- Born: 4 June 1925 Shivni, Nagpur, Maharashtra, India
- Died: 6 November 2013 (aged 88) Nagpur, Maharashtra, India
- Resting place: Mokshadham
- Occupation: Orthopedic surgeon
- Known for: Medical and social service
- Spouse: Mrs. Mohini Marwah
- Children: 2; Dr. Pragati Marwah Vaid (Anesthetsiologist); Dr. Sanjay Marwah (Arthroscopy Surgeon)
- Awards: Padma Shri Dr. B. C. Roy Award A. A. Mehta Gold Medal Sir Arthur Eyre Brook Award
- Website: Web site

= Vikram Marwah =

Indian orthopedic surgeon and social worker (1925–2013)

Vikram Marwah (4 June 1925 – 6 November 2013) was an Indian orthopedic surgeon, social worker and the founder of Handicapped Children's Rehabilitation Centre and Children's Orthopedic Hospital of the Matru Sewa Sangh, Sitabuldi and Matrubhu Antargat Sanskar, a children's magazine. A winner of Dr. B. C. Roy Award, he was honored by the Government of India, in 2002, with the fourth highest Indian civilian award of Padma Shri.

==Biography==
Vikram Marwah was born on 4 June 1925 in Shivni village of Nagpur district in the Western Indian state of Maharashtra. He graduated in medicine (MBBS) from Calcutta Medical College in 1948 and started his career as a medical volunteer serving the refugees of the freedom movement and the victims of draught affected areas in Bengal. Later, he pursued his higher studies and became a Fellow of the Royal College of Surgeons (FRCS) in 1956. He returned to India in 1961 and started working as a Professor of Surgery at Aurangabad where he worked till 1971. During this period, he is known to have established the departments of orthopedics and paraplegia. He received a scholarship from the Indian Council of Medical Research (ICMR) and the Commonwealth fellowship in 1971. The next year, he moved to the Government Medical College, Nagpur and worked there till his retirement from the government service in 1980 as the Dean of the college.
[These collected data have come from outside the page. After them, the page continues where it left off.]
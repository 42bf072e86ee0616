//! CLI output: error mapping from domain errors to stable CLI surface.

use crate::error::ApiError;

/// Map domain errors to a string for CLI output.
pub fn map_error(e: &ApiError) -> String {
    match e {
        ApiError::MissingCredential(var) => format!(
            "{} is not set. Export your provider API key, e.g. `export {}=sk-...`.",
            var, var
        ),
        other => other.to_string(),
    }
}
//! CLI presentation: text and json formatters.

use crate::batch::BatchReport;
use crate::error::ApiError;
use comfy_table::presets::UTF8_BORDERS_ONLY;
use comfy_table::Table;
use serde::Serialize;

/// One catalog entry as shown by `pippin prompts`
#[derive(Debug, Clone, Serialize)]
pub struct PromptStatusRow {
    pub prompt: String,
    pub filename: String,
    pub generated: bool,
}

pub fn format_prompt_status(rows: &[PromptStatusRow], format: &str) -> Result<String, ApiError> {
    if format == "json" {
        return serde_json::to_string_pretty(rows)
            .map_err(|e| ApiError::ConfigError(format!("Failed to encode JSON: {}", e)));
    }

    let mut table = Table::new();
    table.load_preset(UTF8_BORDERS_ONLY);
    table.set_header(vec!["#", "Filename", "Status", "Prompt"]);
    for (i, row) in rows.iter().enumerate() {
        table.add_row(vec![
            (i + 1).to_string(),
            row.filename.clone(),
            if row.generated { "generated" } else { "missing" }.to_string(),
            row.prompt.clone(),
        ]);
    }

    let generated = rows.iter().filter(|r| r.generated).count();
    Ok(format!("{}\n{} of {} generated", table, generated, rows.len()))
}

pub fn format_batch_report(report: &BatchReport) -> String {
    format!(
        "Batch complete: {} generated, {} skipped, {} failed, {} write errors",
        report.generated, report.skipped, report.failed, report.write_errors
    )
}
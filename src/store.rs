//! Asset store
//!
//! The flat directory holding one SVG per completed prompt. A file's presence is
//! the only state: there is no index, metadata, or content hash.

use crate::error::StorageError;
use crate::filename::is_asset_name;
use std::fs;
use std::io::ErrorKind;
use std::path::{Path, PathBuf};

/// Flat, filename-keyed asset directory
///
/// Writes go through a `.tmp` sibling and a rename, so a reader never sees a
/// half-written asset and an interrupted write never counts as materialized.
#[derive(Debug, Clone)]
pub struct AssetStore {
    root: PathBuf,
}

impl AssetStore {
    /// Open the store at `root`, creating the directory if needed.
    pub fn open<P: AsRef<Path>>(root: P) -> Result<Self, StorageError> {
        let root = root.as_ref().to_path_buf();
        fs::create_dir_all(&root).map_err(|e| {
            StorageError::IoError(std::io::Error::new(
                e.kind(),
                format!("Failed to create asset directory at {:?}: {}", root, e),
            ))
        })?;
        Ok(Self { root })
    }

    /// Use `root` without touching the filesystem.
    pub fn at<P: AsRef<Path>>(root: P) -> Self {
        Self {
            root: root.as_ref().to_path_buf(),
        }
    }

    pub fn root(&self) -> &Path {
        &self.root
    }

    /// Path of the asset called `name`.
    ///
    /// Names that could escape the directory are rejected.
    pub fn asset_path(&self, name: &str) -> Result<PathBuf, StorageError> {
        validate_name(name)?;
        Ok(self.root.join(name))
    }

    /// Whether the asset has been materialized.
    pub fn exists(&self, name: &str) -> Result<bool, StorageError> {
        let path = self.asset_path(name)?;
        Ok(path.try_exists()?)
    }

    /// Persist an asset atomically (write to .tmp, then rename).
    pub fn write(&self, name: &str, content: &str) -> Result<PathBuf, StorageError> {
        let path = self.asset_path(name)?;
        let temp_path = self.root.join(format!("{}.tmp", name));

        fs::write(&temp_path, content.as_bytes()).map_err(|e| {
            let _ = fs::remove_file(&temp_path);
            StorageError::IoError(std::io::Error::new(
                e.kind(),
                format!("Failed to write asset to {:?}: {}", temp_path, e),
            ))
        })?;

        fs::rename(&temp_path, &path).map_err(|e| {
            let _ = fs::remove_file(&temp_path);
            StorageError::IoError(std::io::Error::new(
                e.kind(),
                format!("Failed to rename temp file to {:?}: {}", path, e),
            ))
        })?;

        Ok(path)
    }

    /// Names of all assets, sorted.
    pub fn list(&self) -> Result<Vec<String>, StorageError> {
        let mut names = Vec::new();
        for entry in fs::read_dir(&self.root)? {
            let entry = entry?;
            if !entry.file_type()?.is_file() {
                continue;
            }
            if let Some(name) = entry.file_name().to_str() {
                if is_asset_name(name) {
                    names.push(name.to_string());
                }
            }
        }
        names.sort();
        Ok(names)
    }

    /// Read an asset's bytes; `Ok(None)` when it does not exist.
    ///
    /// Invalid names read as absent.
    pub fn read(&self, name: &str) -> Result<Option<Vec<u8>>, StorageError> {
        let path = match self.asset_path(name) {
            Ok(path) => path,
            Err(StorageError::InvalidName(_)) => return Ok(None),
            Err(e) => return Err(e),
        };
        match fs::read(&path) {
            Ok(bytes) => Ok(Some(bytes)),
            Err(e) if e.kind() == ErrorKind::NotFound => Ok(None),
            Err(e) => Err(StorageError::IoError(e)),
        }
    }
}

fn validate_name(name: &str) -> Result<(), StorageError> {
    let invalid = name.is_empty()
        || name == "."
        || name.contains("..")
        || name.contains('/')
        || name.contains('\\')
        || name.contains('\0');
    if invalid {
        return Err(StorageError::InvalidName(name.to_string()));
    }
    Ok(())
}
//! Filename derivation
//!
//! Maps a catalog prompt to the name of the SVG file that holds its asset.
//! The mapping is pure and stable across runs, which is what lets the output
//! directory act as a cache.

/// Phrase shared by every catalog prompt; it carries no information.
pub const BOILERPLATE_PHRASE: &str = "create an svg of pippin";

/// Prefix of every derived filename.
pub const FILENAME_PREFIX: &str = "pippin_";

/// Base used when nothing survives normalization.
pub const FALLBACK_BASE: &str = "pippin";

/// Extension of every asset file (without the dot).
pub const ASSET_EXTENSION: &str = "svg";

/// Maximum length of the normalized base, in characters.
pub const MAX_BASE_CHARS: usize = 50;

/// Derive the asset filename for a prompt.
///
/// `"Create an SVG of Pippin playing chess."` becomes `"pippin_playing_chess.svg"`.
pub fn derive_filename(prompt: &str) -> String {
    let base = normalize_base(prompt);
    let base = if base.is_empty() {
        FALLBACK_BASE
    } else {
        base.as_str()
    };
    format!("{}{}.{}", FILENAME_PREFIX, base, ASSET_EXTENSION)
}

fn normalize_base(prompt: &str) -> String {
    let lowered = prompt.to_lowercase().replace(BOILERPLATE_PHRASE, "");

    let filtered: String = lowered
        .chars()
        .filter(|c| is_word_char(*c) || c.is_whitespace() || *c == '-')
        .collect();

    filtered
        .split_whitespace()
        .collect::<Vec<_>>()
        .join("_")
        .chars()
        .take(MAX_BASE_CHARS)
        .collect()
}

fn is_word_char(c: char) -> bool {
    c.is_alphanumeric() || c == '_'
}

/// Whether a directory entry name looks like an asset.
pub fn is_asset_name(name: &str) -> bool {
    name.strip_suffix(ASSET_EXTENSION)
        .map(|stem| stem.ends_with('.'))
        .unwrap_or(false)
}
After retirement, Marwah founded the Handicapped Children's Rehabilitation Centre and Children's Orthopedic Hospital, in 1981, associated with the Matru Sewa Sangh, Sitabuldi for treating polio affected and physically challenged children and worked there for 20 years. He also founded the Matrubhu Antargat Sanskar, a magazine for children. A supporter of Hindi language, Marwah served as the vice president of the Hindi Rashtra Bhasha Prachar Samiiti and Vidharbha Seva Samiti. His contributions are also reported behind the establishment of Bharti Krishna Vidhya Vihar School and the organization of several surgical and blood donation camps.

Marwah, who is credited with 22 medical papers, was an approved examiner of post graduate courses in general surgery and orthopedics. A former president of the Indian Orthopedics Association and a co-founder of the Vidarbha Orthopaedic Society, he was a fellow of Johnson and Johnson and Smith and Nephew. He is a recipient of A. A. Mehta Gold Medal and Sir Arthur Eyre Brook award. In 1979, he received the Dr. B. C. Roy Award - Medical Teacher, the highest Indian award in the medical category. The Government of India honoured him with the civilian award of Padma Shri in 2002.

Vikram Marwah died at the age of 88 on 6 November 2013 succumbing to old age illnesses, leaving behind his wife and two children, a son and a daughter.